View larger version (53K): [in this window] [in a new window]   FIGURE 3. Immunohistochemical staining of normal human eyes with antibodies specifically recognizing iPLA2-VIA, cPLA2-IVA, and iPLA2-VIB. (A–D) Staining with iPLA2-VIA; (E–H) staining with cPLA2-IVA; (I–L) staining with iPLA2-VIB; (M) staining with rabbit serum. (N) Staining with preimmune serum from rabbits used to produce iPLA2-VIB antibody. e, Corneal epithelium; k, corneal keratocytes; en, corneal endothelium; pe, pigmented epithelium; npe, nonpigmented epithelium; nfl, nerve fiber layer; g, ganglion cell layer; ipl, inner plexiform layer; inl, inner nuclear layer; opl, outer plexiform layer; onl, outer nuclear layer; is, photoreceptor inner segments; os, photoreceptor outer segments; POS, photoreceptor outer segments; rpe, retinal pigment epithelium; le, lens epithelium; lf, lens fibers. Magnification: (A–C, E–G, I–K, M, N) x200; (D, H, L) x600.

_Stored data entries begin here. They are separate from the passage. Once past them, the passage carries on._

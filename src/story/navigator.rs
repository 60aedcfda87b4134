use std::collections::HashSet;
use std::sync::{Arc, Mutex, PoisonError};

use anyhow::anyhow;
use log::{info, warn};

use crate::error::{Result, StoryError};
use crate::llm::Generator;
use crate::story::history::{project_path, transcript};
use crate::story::store::StoryStore;
use crate::story::{Closing, NodeId, Story, StoryId, StoryMeta, StoryNode};

/// Story lifecycle policy.
#[derive(Debug, Clone, Copy, PartialEq, Eq)]
pub struct NavigationPolicy {
    /// Minimum number of parts from root to current node before a story may end.
    pub min_path_len: usize,
}

impl Default for NavigationPolicy {
    fn default() -> Self {
        Self { min_path_len: 5 }
    }
}

/// How a choice was resolved.
#[derive(Debug, Clone, PartialEq, Eq)]
pub enum Resolution {
    /// The branch already existed and was revisited.
    Replayed(NodeId),
    /// The branch was generated and added.
    Created(NodeId),
}

impl Resolution {
    pub fn node_id(&self) -> &NodeId {
        match self {
            Resolution::Replayed(id) | Resolution::Created(id) => id,
        }
    }
}

/// Turns reader choices into tree changes, asking the generator only for
/// branches that have not been explored yet.
pub struct Navigator {
    store: Arc<StoryStore>,
    generator: Box<dyn Generator>,
    policy: NavigationPolicy,
    in_flight: Mutex<HashSet<StoryId>>,
}

impl Navigator {
    pub fn new(
        store: Arc<StoryStore>,
        generator: Box<dyn Generator>,
        policy: NavigationPolicy,
    ) -> Self {
        Self {
            store,
            generator,
            policy,
            in_flight: Mutex::new(HashSet::new()),
        }
    }

    pub fn store(&self) -> &StoryStore {
        &self.store
    }

    /// Create a story whose opening scene comes from the generator.
    pub fn begin_story(&self, meta: StoryMeta) -> Result<Story> {
        if meta.title.trim().is_empty() {
            return Err(StoryError::InvalidInput("story title is empty".into()));
        }
        let opening = self
            .generator
            .open(&meta)
            .and_then(|opening| check_choices(&opening.choices).map(|()| opening))
            .map_err(StoryError::GenerationFailed)?;
        self.store
            .create_story(meta, &opening.text, opening.choices)
    }

    /// Follow `label` from the story's current node.
    ///
    /// An explored branch is replayed without generation. Otherwise the
    /// generator is asked for the next part and the new node is committed;
    /// if generation fails the tree is left as it was.
    pub fn choose(&self, story_id: &StoryId, label: &str) -> Result<Resolution> {
        let label = label.trim();
        if label.is_empty() {
            return Err(StoryError::InvalidInput("choice label is blank".into()));
        }
        let _slot = self.claim(story_id)?;

        let story = self.store.get_story(story_id)?;
        let current = story
            .current_node()
            .ok_or_else(|| StoryError::NodeNotFound(story.current_node_id.clone()))?;

        if let Some(existing) = story.find_child(&current.id, label) {
            info!(
                "Replaying \"{label}\": {} -> {} (story {story_id})",
                current.id, existing.id
            );
            self.store.set_current_node(story_id, &existing.id)?;
            return Ok(Resolution::Replayed(existing.id.clone()));
        }

        if story.is_complete {
            return Err(StoryError::AlreadyComplete(story_id.clone()));
        }

        let continuation = self
            .generator
            .continue_story(&story, label)
            .and_then(|next| check_choices(&next.choices).map(|()| next))
            .map_err(|e| {
                warn!("Continuation for \"{label}\" failed: {e:#}");
                StoryError::GenerationFailed(e)
            })?;

        let node = StoryNode::branch(&current.id, label, continuation.text, continuation.choices);
        let node_id = node.id.clone();
        self.store.add_node(story_id, node)?;
        info!(
            "Created branch \"{label}\": {} -> {node_id} (story {story_id})",
            current.id
        );
        Ok(Resolution::Created(node_id))
    }

    /// Conclude the story from its current node.
    pub fn end_story(&self, story_id: &StoryId) -> Result<Story> {
        let _slot = self.claim(story_id)?;

        let story = self.store.get_story(story_id)?;
        if story.is_complete {
            return Err(StoryError::AlreadyComplete(story_id.clone()));
        }
        let path = project_path(&story)?;
        if path.len() < self.policy.min_path_len {
            return Err(StoryError::TooShort {
                len: path.len(),
                min: self.policy.min_path_len,
            });
        }

        let history = transcript(&path);
        let conclusion = self
            .generator
            .conclude(&story, &history)
            .map_err(|e| {
                warn!("Ending for story {story_id} failed: {e:#}");
                StoryError::GenerationFailed(e)
            })?;

        self.store.mark_complete(
            story_id,
            Closing {
                text: conclusion.text,
                title: conclusion.title,
                summary: conclusion.summary,
            },
        )
    }

    /// Reserve the story's single generation slot until the guard drops.
    fn claim(&self, story_id: &StoryId) -> Result<InFlight<'_>> {
        let mut in_flight = self.in_flight.lock().unwrap_or_else(PoisonError::into_inner);
        if !in_flight.insert(story_id.clone()) {
            return Err(StoryError::Busy(story_id.clone()));
        }
        Ok(InFlight {
            slots: &self.in_flight,
            story_id: story_id.clone(),
        })
    }
}

/// Generated choices must be non-blank and distinct before they become a node.
fn check_choices(choices: &[String]) -> anyhow::Result<()> {
    let mut seen = HashSet::new();
    for choice in choices {
        let choice = choice.trim();
        if choice.is_empty() {
            return Err(anyhow!("generator offered a blank choice"));
        }
        if !seen.insert(choice) {
            return Err(anyhow!("generator offered \"{choice}\" twice"));
        }
    }
    Ok(())
}

/// Held while a story has a request outstanding. Released on every exit path,
/// including unwinding out of a generator call.
struct InFlight<'a> {
    slots: &'a Mutex<HashSet<StoryId>>,
    story_id: StoryId,
}

impl Drop for InFlight<'_> {
    fn drop(&mut self) {
        self.slots
            .lock()
            .unwrap_or_else(PoisonError::into_inner)
            .remove(&self.story_id);
    }
}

View larger version (29K): [in this window] [in a new window]   FIGURE 4. (A) Fluorescence absorbance at various time points after addition of POS to 3-week-old ARPE-19 cells. (B) Western blot analysis, using antibodies against iPLA2-VIA, cPLA2-IVA, and iPLA2-VIB, on protein isolated from ARPE-19 cell before and after POS phagocytosis. ERK staining was used as the loading control. *Significance level P < 0.05.

Immunohistochemistry
Human eyes were obtained from the Eye Pathology Institute, University of Copenhagen, in accordance with the guidelines of the Declaration of Helsinki for research involving human tissue. Sections were deparaffinized, boiled for 20 minutes in a microwave in TE buffer (pH = 9.5) for antigen retrieval and incubated with 3% H₂O₂ for 8 minutes at room temperature, to inhibit endogenous peroxidase activity. Sections were exposed to antibodies that specifically recognize iPLA₂-VIA (1:200), iPLA₂-VIB (1:200), or cPLA₂-IVA (1:200); washed twice with PBS; and exposed to biotinylated anti-rabbit IgG followed by incubation with a dilution of streptavidin peroxidase complex reagent and finally visualized by the use of AEC (3-amino-9-ethylcarbazole) chromogen (Dako Inc., Copenhagen, Denmark). Relevant positive and negative controls were used. Immunostained sections were examined by light microscopy.

Confocal Microscopy
ARPE-19 cells were detached with trypsin, transferred to glass coverslips in 24-well plates, and incubated in normal glucose medium. The cells were grown to confluence and stained with an iPLA₂-VIA-specific antibody (SC-160507; 1:200) overnight at 4°C. They were washed three times with PBS and fixed in formaldehyde 3.7% for 15 minutes at room temperature, followed by membrane permeabilization by 0.2% Triton X-100 in TBS for 10 minutes. They were washed three times in blocking buffer (TBS+5% BSA), and Alexa 488-phalloidin (1:20; Invitrogen-Gibco) was added to for 2 hours at room temperature in the dark. Finally, the cells were washed three times in blocking buffer. Coverslips were moved to slides and sealed with fluorescence-preserving mounting medium (Vector Laboratories, Burlingame, CA). A confocal laser scanning image system (LSM 510; Carl Zeiss Meditec GmbH, Düsseldorf, Germany) was used to detect immunofluorescence.

Isolation of POS
Normal bovine eyes were obtained from an abattoir, and preparation was initiated within 6 hours after enucleation. POS isolation was performed as described by Hall.¹ The retina was removed and transferred into PBS. The retinal tissue was trypsinized on ice and fragmented by a magnetic stirrer for 30 minutes. Large tissue fragments were eliminated by precipitation for 20 minutes at 4°C, and supernatants were centrifuged at 800g for 10 minutes. The samples were rinsed twice with PBS, and aliquots containing 40 x 10⁶ POS were stored at –70°C until use.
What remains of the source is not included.